We present a novel perfusion phantom for validation of arterial spin labeled (ASL) perfusion MRI methods and protocols. Impinging jets, driven by a peristaltic pump, were used to achieve perfusion-like mixing of magnetically labeled inflowing fluid within a perfusion compartment. The phantom was validated by varying pump rates and obtaining ASL-MRI data at multiple postlabeling delays using a pseudo-continuous ASL sequence with a 3D stack-of-spirals readout. An additional data set was acquired using a pseudo-continuous ASL sequence with a 2D EPI readout. Phantom sensitivity to pseudo-continuous ASL labeling efficiency was also tested. Fluid dynamics simulations predicted that maximum mixing would occur near the central axis of the perfusion compartment.
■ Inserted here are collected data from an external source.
#[async_trait]
impl Broker for InMemoryBroker {
  async fn connect(&self) -> Result<(), BrokerError> {
    self.state.lock().await.connection = ConnectionState::Connected;
    Ok(())
  }

  async fn append(&self, stream: &str, fields: &[(String, String)]) -> Result<EntryId, BrokerError> {
    let mut state = self.state.lock().await;
    state.ensure_connected()?;
    if Self::take_failure(&self.failing_appends) {
      return Err(BrokerError::Unavailable("simulated append failure".to_string()));
    }

    let stream_state = state.streams.entry(stream.to_string()).or_default();
    let id = stream_state.next_id();
    stream_state.index.insert(id.clone(), stream_state.entries.len());
    stream_state.entries.push(StreamRecord {
      id: id.clone(),
      fields: fields.iter().cloned().collect(),
    });
    drop(state);

    self.appended.notify_waiters();
    Ok(id)
  }

  async fn create_group(&self, stream: &str, group: &str, start_id: &str) -> Result<(), BrokerError> {
    let mut state = self.state.lock().await;
    state.ensure_connected()?;
    let stream_state = state.streams.entry(stream.to_string()).or_default();
    if stream_state.groups.contains_key(group) {
      return Err(BrokerError::GroupAlreadyExists {
        stream: stream.to_string(),
        group: group.to_string(),
      });
    }
    let next_index = stream_state.start_index(start_id);
    stream_state.groups.insert(
      group.to_string(),
      GroupState {
        next_index,
        pending: BTreeMap::new(),
      },
    );
    Ok(())
  }

  async fn read_group(
    &self,
    stream: &str,
    group: &str,
    consumer: &str,
    cursor: ReadCursor,
    count: usize,
    block: Duration,
  ) -> Result<Vec<StreamRecord>, BrokerError> {
    let count = count.max(1);
    let deadline = Instant::now() + block;

    loop {
      let notified = self.appended.notified();
      tokio::pin!(notified);
      notified.as_mut().enable();

      {
        let mut state = self.state.lock().await;
        state.ensure_connected()?;
        if Self::take_failure(&self.failing_reads) {
          return Err(BrokerError::Unavailable("simulated read failure".to_string()));
        }
        let (entries, group_state) = Self::group_mut(&mut state, stream, group)?;
        let now = Instant::now();

        match cursor {
          ReadCursor::Pending => {
            let mut batch = Vec::new();
            for (index, pending) in group_state.pending.iter_mut() {
              if batch.len() == count {
                break;
              }
              if pending.consumer == consumer {
                pending.delivered_at = now;
                pending.deliveries += 1;
                batch.push(entries[*index].clone());
              }
            }
            return Ok(batch);
          }
          ReadCursor::New => {
            if group_state.next_index < entries.len() {
              let end = (group_state.next_index + count).min(entries.len());
              let batch = entries[group_state.next_index..end].to_vec();
              for index in group_state.next_index..end {
                group_state.pending.insert(
                  index,
                  PendingEntry {
                    consumer: consumer.to_string(),
                    delivered_at: now,
                    deliveries: 1,
                  },
                );
              }
              group_state.next_index = end;
              return Ok(batch);
            }
          }
        }
      }

      let remaining = deadline.saturating_duration_since(Instant::now());
      if remaining.is_zero() || tokio::time::timeout(remaining, notified).await.is_err() {
        return Ok(Vec::new());
      }
    }
  }

  async fn ack(&self, stream: &str, group: &str, ids: &[EntryId]) -> Result<u64, BrokerError> {
    let mut state = self.state.lock().await;
    state.ensure_connected()?;
    let Some(stream_state) = state.streams.get_mut(stream) else {
      return Ok(0);
    };
    let Some(group_state) = stream_state.groups.get_mut(group) else {
      return Ok(0);
    };
    let acked = ids
      .iter()
      .filter_map(|id| stream_state.index.get(id))
      .filter(|index| group_state.pending.remove(*index).is_some())
      .count();
    Ok(acked as u64)
  }

  async fn pending_count(&self, stream: &str, group: &str) -> Result<u64, BrokerError> {
    let mut state = self.state.lock().await;
    state.ensure_connected()?;
    let (_, group_state) = Self::group_mut(&mut state, stream, group)?;
    Ok(group_state.pending.len() as u64)
  }

  async fn claim_stale(
    &self,
    stream: &str,
    group: &str,
    consumer: &str,
    min_idle: Duration,
    count: usize,
  ) -> Result<Vec<StreamRecord>, BrokerError> {
    let mut state = self.state.lock().await;
    state.ensure_connected()?;
    let (entries, group_state) = Self::group_mut(&mut state, stream, group)?;
    let now = Instant::now();

    let mut claimed = Vec::new();
    for (index, pending) in group_state.pending.iter_mut() {
      if claimed.len() == count.max(1) {
        break;
      }
      if now.saturating_duration_since(pending.delivered_at) >= min_idle {
        pending.consumer = consumer.to_string();
        pending.delivered_at = now;
        pending.deliveries += 1;
        claimed.push(entries[*index].clone());
      }
    }
    Ok(claimed)
  }

  async fn close(&self) -> Result<(), BrokerError> {
    self.state.lock().await.connection = ConnectionState::Closed;
    self.appended.notify_waiters();
    Ok(())
  }
}

#[cfg(test)]
mod tests {
  use super::*;
  use std::sync::Arc;

  const STREAM: &str = "signals";
  const GROUP: &str = "workers";

  fn fields(task: &str) -> Vec<(String, String)> {
    vec![("type".to_string(), task.to_string())]
  }

  async fn connected() -> InMemoryBroker {
    let broker = InMemoryBroker::new();
    broker.connect().await.unwrap();
    broker
  }

  #[tokio::test]
  async fn test_operations_require_connection() {
    let broker = InMemoryBroker::new();
    assert!(matches!(
      broker.append(STREAM, &fields("a")).await,
      Err(BrokerError::NotConnected)
    ));
    broker.connect().await.unwrap();
    broker.close().await.unwrap();
    assert!(matches!(
      broker.append(STREAM, &fields("a")).await,
      Err(BrokerError::Closed)
    ));
    assert_eq!(broker.connection_state().await, ConnectionState::Closed);
  }

  #[tokio::test]
  async fn test_ids_are_monotonic() {
    let broker = connected().await;
    let mut previous = (0u64, 0u64);
    for _ in 0..50 {
      let id = broker.append(STREAM, &fields("a")).await.unwrap();
      let (ms, seq) = id.split_once('-').unwrap();
      let current = (ms.parse().unwrap(), seq.parse().unwrap());
      assert!(current > previous);
      previous = current;
    }
  }

  #[tokio::test]
  async fn test_create_group_reports_existing_group() {
    let broker = connected().await;
    broker.create_group(STREAM, GROUP, "0").await.unwrap();
    assert!(matches!(
      broker.create_group(STREAM, GROUP, "0").await,
      Err(BrokerError::GroupAlreadyExists { .. })
    ));
  }

  #[tokio::test]
  async fn test_group_start_offsets() {
    let broker = connected().await;
    broker.append(STREAM, &fields("old")).await.unwrap();
    broker.create_group(STREAM, "from-start", "0").await.unwrap();
    broker.create_group(STREAM, "from-now", "$").await.unwrap();
    broker.append(STREAM, &fields("new")).await.unwrap();

    let all = broker
      .read_group(STREAM, "from-start", "c", ReadCursor::New, 10, Duration::ZERO)
      .await
      .unwrap();
    let fresh = broker
      .read_group(STREAM, "from-now", "c", ReadCursor::New, 10, Duration::ZERO)
      .await
      .unwrap();
    assert_eq!(all.len(), 2);
    assert_eq!(fresh.len(), 1);
    assert_eq!(fresh[0].fields["type"], "new");
  }

  #[tokio::test]
  async fn test_entries_go_to_one_consumer_only() {
    let broker = connected().await;
    broker.create_group(STREAM, GROUP, "0").await.unwrap();
    for i in 0..4 {
      broker.append(STREAM, &fields(&format!("t{i}"))).await.unwrap();
    }

    let first = broker
      .read_group(STREAM, GROUP, "c1", ReadCursor::New, 2, Duration::ZERO)
      .await
      .unwrap();
    let second = broker
      .read_group(STREAM, GROUP, "c2", ReadCursor::New, 10, Duration::ZERO)
      .await
      .unwrap();
    let third = broker
      .read_group(STREAM, GROUP, "c1", ReadCursor::New, 10, Duration::ZERO)
      .await
      .unwrap();

    assert_eq!(first.len(), 2);
    assert_eq!(second.len(), 2);
    assert!(third.is_empty());
    assert_ne!(first[0].id, second[0].id);
    assert_eq!(broker.pending_count(STREAM, GROUP).await.unwrap(), 4);
  }

  #[tokio::test]
  async fn test_unacked_entries_stay_pending_for_their_consumer() {
    let broker = connected().await;
    broker.create_group(STREAM, GROUP, "0").await.unwrap();
    let id = broker.append(STREAM, &fields("a")).await.unwrap();

    broker
      .read_group(STREAM, GROUP, "c1", ReadCursor::New, 10, Duration::ZERO)
      .await
      .unwrap();

    let mine = broker
      .read_group(STREAM, GROUP, "c1", ReadCursor::Pending, 10, Duration::ZERO)
      .await
      .unwrap();
    let theirs = broker
      .read_group(STREAM, GROUP, "c2", ReadCursor::Pending, 10, Duration::ZERO)
      .await
      .unwrap();
    assert_eq!(mine.len(), 1);
    assert_eq!(mine[0].id, id);
    assert!(theirs.is_empty());
    assert_eq!(broker.delivery_count(STREAM, GROUP, &id).await, Some(2));

    assert_eq!(broker.ack(STREAM, GROUP, &[id.clone()]).await.unwrap(), 1);
    assert_eq!(broker.ack(STREAM, GROUP, &[id.clone()]).await.unwrap(), 0);
    assert_eq!(broker.pending_count(STREAM, GROUP).await.unwrap(), 0);
  }

  #[tokio::test]
  async fn test_blocking_read_times_out_empty() {
    let broker = connected().await;
    broker.create_group(STREAM, GROUP, "0").await.unwrap();
    let started = Instant::now();
    let batch = broker
      .read_group(STREAM, GROUP, "c1", ReadCursor::New, 10, Duration::from_millis(50))
      .await
      .unwrap();
    assert!(batch.is_empty());
    assert!(started.elapsed() >= Duration::from_millis(50));
  }

  #[tokio::test]
  async fn test_blocking_read_wakes_on_append() {
    let broker = Arc::new(connected().await);
    broker.create_group(STREAM, GROUP, "0").await.unwrap();

    let reader = {
      let broker = broker.clone();
      tokio::spawn(async move {
        broker
          .read_group(STREAM, GROUP, "c1", ReadCursor::New, 10, Duration::from_secs(5))
          .await
      })
    };
    tokio::time::sleep(Duration::from_millis(20)).await;
    broker.append(STREAM, &fields("late")).await.unwrap();

    let batch = tokio::time::timeout(Duration::from_secs(1), reader)
      .await
      .expect("reader should wake before its block timeout")
      .unwrap()
      .unwrap();
    assert_eq!(batch.len(), 1);
  }

  #[tokio::test]
  async fn test_claim_stale_moves_idle_entries() {
    let broker = connected().await;
    broker.create_group(STREAM, GROUP, "0").await.unwrap();
    let id = broker.append(STREAM, &fields("a")).await.unwrap();
    broker
      .read_group(STREAM, GROUP, "crashed", ReadCursor::New, 10, Duration::ZERO)
      .await
      .unwrap();

    let too_fresh = broker
      .claim_stale(STREAM, GROUP, "rescuer", Duration::from_secs(60), 10)
      .await
      .unwrap();
    assert!(too_fresh.is_empty());

    tokio::time::sleep(Duration::from_millis(20)).await;
    let claimed = broker
      .claim_stale(STREAM, GROUP, "rescuer", Duration::from_millis(10), 10)
      .await
      .unwrap();
    assert_eq!(claimed.len(), 1);
    assert_eq!(
      broker.pending_owner(STREAM, GROUP, &id).await.as_deref(),
      Some("rescuer")
    );
  }

  #[tokio::test]
  async fn test_simulated_failures_are_consumed() {
    let broker = connected().await;
    broker.create_group(STREAM, GROUP, "0").await.unwrap();
    broker.fail_next_appends(2);
    assert!(broker.append(STREAM, &fields("a")).await.is_err());
    assert!(broker.append(STREAM, &fields("a")).await.is_err());
    assert!(broker.append(STREAM, &fields("a")).await.is_ok());

    broker.fail_next_reads(1);
    assert!(
      broker
        .read_group(STREAM, GROUP, "c", ReadCursor::New, 1, Duration::ZERO)
        .await
        .is_err()
    );
    assert_eq!(broker.len(STREAM).await, 1);
  }

  #[tokio::test]
  async fn test_read_unknown_group_fails() {
    let broker = connected().await;
    assert!(matches!(
      broker
        .read_group(STREAM, "ghost", "c", ReadCursor::New, 1, Duration::ZERO)
        .await,
      Err(BrokerError::NoSuchGroup { .. })
    ));
  }
}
Experimentally observed signal changes within this region were reproducible and well fit by the standard Buxton general kinetic model. Simulations and experimental data showed no label outflow from the perfusion chamber and calculated perfusion rates, averaged over the entire phantom volume, agreed with the expected volumetric flow rates provided by the flow pump. Phantom sensitivity to pseudo-continuous ASL labeling parameters was also demonstrated. Perfusion-like signal can be simulated using impinging jets to create a well-mixed compartment. Observed perfusion and transit time values were reproducible and within the physiological range for brain perfusion. This phantom design has a broad range of potential applications in both basic and clinical research involving ASL MRI.